CCR5 internalisation and signalling have different dependence on membrane lipid raft integrity

Abstract

The chemokine receptor, CCR5, acts as a co-receptor for human immunodeficiency virus entry into cells. CCR5 has been shown to be targeted to cholesterol- and sphingolipid-rich membrane microdomains termed lipid rafts or caveolae. Cholesterol is essential for CCL4 binding to CCR5 and for keeping the conformational integrity of the receptor. Filipin treatment leads to loss of caveolin-1 from the membrane and therefore to a collapse of the caveolae. We have found here that sequestration of membrane cholesterol with filipin did not affect receptor signalling, however a loss of ligand-induced internalisation of CCR5 was observed. Cholesterol extraction with methyl-beta-cyclodextrin (MCD) reduced signalling through CCR5 as measured by release of intracellular Ca(2+) and completely abolished the inhibition of forskolin-stimulated cAMP accumulation with no effect on internalisation.
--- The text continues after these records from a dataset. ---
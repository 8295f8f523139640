//! Prometheus counters for the control plane, following the teacher's
//! `metrics.rs` shape: `LazyLock` statics registered once, gathered into
//! text on demand by the `/metrics` handler.

use actix_web::{get, web, HttpRequest, HttpResponse};
use prometheus::{register_int_counter_vec, Encoder, IntCounterVec, TextEncoder};
use std::sync::LazyLock;

use crate::state::AppState;

pub static AUTH_REQUESTS: LazyLock<IntCounterVec> = LazyLock::new(|| {
    register_int_counter_vec!(
        "voicepay_control_auth_total",
        "Total authentication attempts",
        &["result"]
    )
    .unwrap()
});

pub static INTENT_REQUESTS: LazyLock<IntCounterVec> = LazyLock::new(|| {
    register_int_counter_vec!(
        "voicepay_control_intent_total",
        "Total intent resolution attempts",
        &["result"]
    )
    .unwrap()
});

pub static SCHEDULES_CREATED: LazyLock<IntCounterVec> = LazyLock::new(|| {
    register_int_counter_vec!(
        "voicepay_control_schedules_created_total",
        "Recurring schedules created",
        &["interval"]
    )
    .unwrap()
});

pub fn metrics_output() -> String {
    let encoder = TextEncoder::new();
    let metric_families = prometheus::gather();
    let mut buffer = Vec::new();
    if encoder.encode(&metric_families, &mut buffer).is_err() {
        return String::new();
    }
    String::from_utf8(buffer).unwrap_or_default()
}

#[get("/metrics")]
pub async fn metrics_endpoint(req: HttpRequest, state: web::Data<AppState>) -> HttpResponse {
    match &state.config.metrics_token {
        Some(token) => {
            let authorized = req
                .headers()
                .get("authorization")
                .and_then(|v| v.to_str().ok())
                .and_then(|v| v.strip_prefix("Bearer "))
                .map(|t| voicepay_auth::constant_time_eq(t.as_bytes(), token.as_bytes()))
                .unwrap_or(false);

            if !authorized {
                return HttpResponse::Unauthorized().json(serde_json::json!({
                    "error": "unauthorized",
                    "message": "Valid Bearer token required for /metrics",
                }));
            }
        }
        None => {
            let public_metrics = std::env::var("VOICEPAY_PUBLIC_METRICS")
                .map(|v| v == "true" || v == "1")
                .unwrap_or(false);
            if !public_metrics {
                return HttpResponse::Forbidden().json(serde_json::json!({
                    "error": "forbidden",
                    "message": "Set METRICS_TOKEN or VOICEPAY_PUBLIC_METRICS=true to access /metrics",
                }));
            }
        }
    }

    HttpResponse::Ok()
        .content_type("text/plain; version=0.0.4")
        .body(metrics_output())
}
Pertussis toxin (PTX) treatment inhibited the intracellular release of calcium that is transduced via Galphai G-proteins. Depletion of cholesterol destroyed microdomains in the membrane and switched CCR5/G-protein coupling to a PTX-independent G-protein. We conclude that cholesterol in the membrane is essential for CCR5 signalling via the Galphai G-protein subunit, and that integrity of lipid rafts is not essential for effective CCR5 internalisation however it is crucial for proper CCR5 signal transduction via Galphai G-proteins.